#### PROVIDED INFORMATION:
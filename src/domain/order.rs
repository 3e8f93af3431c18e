//! Order lifecycle types.

use chrono::{DateTime, Utc};
use serde::Serialize;
use std::fmt;

#[derive(Debug, Clone, Copy, PartialEq, Eq, Serialize)]
#[serde(rename_all = "snake_case")]
pub enum OrderSide {
    Buy,
    Sell,
}

impl OrderSide {
    /// Signed multiplier applied to filled quantity.
    pub fn sign(&self) -> i64 {
        match self {
            OrderSide::Buy => 1,
            OrderSide::Sell => -1,
        }
    }
}

impl fmt::Display for OrderSide {
    fn fmt(&self, f: &mut fmt::Formatter<'_>) -> fmt::Result {
        match self {
            OrderSide::Buy => write!(f, "BUY"),
            OrderSide::Sell => write!(f, "SELL"),
        }
    }
}

/// Engine-side order state.
#[derive(Debug, Clone, Copy, PartialEq, Eq, Serialize)]
#[serde(rename_all = "snake_case", tag = "state")]
pub enum OrderStatus {
    Pending,
    Submitted,
    PartiallyFilled,
    Filled,
    Cancelled,
    Rejected { retryable: bool },
    Abandoned,
}

impl OrderStatus {
    /// No further transitions happen from a terminal state, except a
    /// retryable rejection which is resubmitted by the executor.
    pub fn is_terminal(&self) -> bool {
        matches!(
            self,
            OrderStatus::Filled
                | OrderStatus::Cancelled
                | OrderStatus::Rejected { retryable: false }
                | OrderStatus::Abandoned
        )
    }

    /// Still live at the broker and worth polling.
    pub fn is_working(&self) -> bool {
        matches!(
            self,
            OrderStatus::Pending | OrderStatus::Submitted | OrderStatus::PartiallyFilled
        )
    }

    pub fn awaiting_retry(&self) -> bool {
        matches!(self, OrderStatus::Rejected { retryable: true })
    }
}

impl fmt::Display for OrderStatus {
    fn fmt(&self, f: &mut fmt::Formatter<'_>) -> fmt::Result {
        match self {
            OrderStatus::Pending => write!(f, "pending"),
            OrderStatus::Submitted => write!(f, "submitted"),
            OrderStatus::PartiallyFilled => write!(f, "partially_filled"),
            OrderStatus::Filled => write!(f, "filled"),
            OrderStatus::Cancelled => write!(f, "cancelled"),
            OrderStatus::Rejected { retryable: true } => write!(f, "rejected (retryable)"),
            OrderStatus::Rejected { retryable: false } => write!(f, "rejected"),
            OrderStatus::Abandoned => write!(f, "abandoned"),
        }
    }
}

/// Status as reported by the broker for one order id.
#[derive(Debug, Clone, Copy, PartialEq, Eq, Serialize)]
#[serde(rename_all = "snake_case")]
pub enum BrokerOrderState {
    Working,
    PartiallyFilled,
    Filled,
    Cancelled,
    Rejected,
}

#[derive(Debug, Clone, PartialEq, Serialize)]
pub struct OrderReport {
    pub state: BrokerOrderState,
    pub filled_quantity: i64,
    pub avg_fill_price: f64,
    /// Broker's rejection text, if any.
    pub message: Option<String>,
}

/// What the engine wants placed.
#[derive(Debug, Clone, PartialEq)]
pub struct OrderRequest {
    pub signal_id: String,
    pub ticker: String,
    pub side: OrderSide,
    pub quantity: i64,
    pub limit_price: f64,
    /// True when the order opens a new position.
    pub opening: bool,
}

#[derive(Debug, Clone, PartialEq, Serialize)]
pub struct Order {
    pub client_id: String,
    pub broker_id: Option<String>,
    pub signal_id: String,
    pub ticker: String,
    pub side: OrderSide,
    pub requested_quantity: i64,
    pub filled_quantity: i64,
    /// Filled under earlier client ids before a resubmission.
    pub prior_filled: i64,
    pub avg_fill_price: f64,
    pub order_type: &'static str,
    pub limit_price: f64,
    pub status: OrderStatus,
    pub opening: bool,
    pub submitted_at: DateTime<Utc>,
    pub retry_count: u32,
    pub last_error: Option<String>,
}

impl Order {
    pub fn new(request: &OrderRequest, now: DateTime<Utc>) -> Self {
        Order {
            client_id: new_client_id(),
            broker_id: None,
            signal_id: request.signal_id.clone(),
            ticker: request.ticker.clone(),
            side: request.side,
            requested_quantity: request.quantity,
            filled_quantity: 0,
            prior_filled: 0,
            avg_fill_price: 0.0,
            order_type: "LMT",
            limit_price: request.limit_price,
            status: OrderStatus::Pending,
            opening: request.opening,
            submitted_at: now,
            retry_count: 0,
            last_error: None,
        }
    }

    pub fn remaining_quantity(&self) -> i64 {
        (self.requested_quantity - self.filled_quantity).max(0)
    }

    /// Filled across every submission of this order.
    pub fn total_filled(&self) -> i64 {
        self.prior_filled + self.filled_quantity
    }

    /// Fold a broker report into this order. Returns the new status.
    pub fn apply_report(&mut self, report: &OrderReport) -> OrderStatus {
        if report.filled_quantity > 0 {
            self.filled_quantity = report.filled_quantity.min(self.requested_quantity);
            self.avg_fill_price = report.avg_fill_price;
        }
        self.status = match report.state {
            BrokerOrderState::Working if self.filled_quantity > 0 => OrderStatus::PartiallyFilled,
            BrokerOrderState::Working => OrderStatus::Submitted,
            BrokerOrderState::PartiallyFilled => OrderStatus::PartiallyFilled,
            BrokerOrderState::Filled => OrderStatus::Filled,
            BrokerOrderState::Cancelled => OrderStatus::Cancelled,
            BrokerOrderState::Rejected => {
                self.last_error = report.message.clone();
                OrderStatus::Rejected { retryable: false }
            }
        };
        self.status
    }
}

pub fn new_client_id() -> String {
    uuid::Uuid::new_v4().to_string()
}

#### WHAT IS NEEDED:
Using the material above, gather every line that includes "message".

#### RESPONSE BELOW:
    pub message: Option<String>,
                self.last_error = report.message.clone();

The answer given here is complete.